The time has come to close out the blog. We want to thank all of you who read about, and shared in, our adventures. We are all safely back in South Dakota, re-immersed in our old routines – so much so that the experiences we had in India and Nepal feel somewhat unreal, like a very vivid dream but not quite all the way to a solid memory. Yet when I think back on the trip, one thing really does stand out in my memory – how fantastic the students were. I can’t imagine going out of the country for the first time to a place as difficult and exotic as India. One should start traveling by visiting England, then perhaps venturing to France or Germany, and taking the big step to someplace like Greece or Turkey before plunging into a trip to India. But the guys jumped in with both feet and were superb. My husband and I had three young men with us. We would say “they are our students” and people would look confused thinking they had misunderstood, or look suspicious thinking we were making a joke or some obtuse reference (making them students of the world). Everyone was much more comfortable when they thought the students were our sons. So we got in the habit of simply calling them “the boys” which people found acceptable, understandable, and comfortable. We were proud to claim them as our “family”. I can’t imagine how much more proud their real parents must be of these amazing young men. They took problems in stride and were gracious visitors who were unfailingly polite, culturally considerate, and were adored everywhere we went. Not least of all by us.

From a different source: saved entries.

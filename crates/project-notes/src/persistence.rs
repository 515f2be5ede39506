//! Persistence for plugin settings.
//!
//! Settings are stored as JSON with the Obsidian plugin's key names, so a
//! plugin `data.json` can be used directly as the settings file.

use anyhow::{Context, Result};
use project_sync::Settings;
use std::fs;
use std::path::{Path, PathBuf};
use tracing::debug;

/// Settings file on disk.
pub struct SettingsStore {
    path: PathBuf,
}

impl SettingsStore {
    pub fn new(path: PathBuf) -> Self {
        Self { path }
    }

    pub fn path(&self) -> &Path {
        &self.path
    }

    /// Load settings; a missing file yields the defaults.
    pub fn load(&self) -> Result<Settings> {
        if !self.path.exists() {
            debug!("No settings file at {:?}, using defaults", self.path);
            return Ok(Settings::default());
        }

        let contents = fs::read_to_string(&self.path)
            .with_context(|| format!("Failed to read {}", self.path.display()))?;
        let settings = serde_json::from_str(&contents)
            .with_context(|| format!("Invalid settings file {}", self.path.display()))?;
        Ok(settings)
    }

    /// Write settings through a temp file and rename, so a crash never
    /// leaves a half-written file behind.
    pub fn save(&self, settings: &Settings) -> Result<()> {
        if let Some(parent) = self.path.parent() {
            fs::create_dir_all(parent)?;
        }

        let contents = serde_json::to_string_pretty(settings)?;
        let tmp = self.path.with_extension("json.tmp");
        fs::write(&tmp, contents)?;
        fs::rename(&tmp, &self.path)?;
        debug!("Saved settings to {:?}", self.path);
        Ok(())
    }
}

I also want to take this opportunity to express my thanks once again to all the people who made this trip possible. Thank you to the administration at SDSM&T, from the President, Dr. Wharton to the Provost, Dr. Hrncir to Dr. Kyle Riley, the head of the Math and Computer Science Department – we couldn’t have done this without you. To all our new friends at the India Design Center – thank you, we miss you. You were the best part of our trip. And finally, to the folks at Rockwell-Collins, especially Arlen, Roger French, NN, and Param a special thank you for having the vision to dream up this experiment and the courage to make it happen.
Travel changes you. No matter how much or how little you have traveled in the past, each new journey leaves an indelible mark. How have I been changed by this trip? I have a renewed sense of how fortunate I am and what a privileged life I lead. But I also see that people with what looks like very little to me are capable of finding joy in the world – they don’t need to be constantly entertained by electronic gizmos or to engage in “retail therapy” to be happy. They have each other and it is enough. Don’t misunderstand me – I suspect any one of the people I met would trade their life for mine, but I am impressed by the capacity of the Indian people to be happy with what they do have. I gained an appreciation for the rising Indian spirit of nationalism. India has been a nation of fiercely independent states tenuously held together by a fragile central government. But there is a spreading sense of national identity and pride – a feeling that the good times are just around the corner. I contrast that to what feels like a cloud of gloom hanging over the US, to our shared vision that the future is not all that bright. And I wonder why. We have everything, and perhaps that’s the problem. We are in the position of holding on to what we have rather than reaching for something we want. The latter is an exciting quest, the former creates a constant state of worry. And I was reminded once again how much I enjoy traveling to other countries with students. I get to see the world through their young, optimistic eyes. I get to experience their sense of wonder, their delight in the strange and exotic. It’s addictive. I want to do it again, with new students and new locations. I don’t know where, why, how, who, or when I will have the chance to do this again but I do know that when you want something, opportunities have a way of appearing. I will be watching for them. Namaste.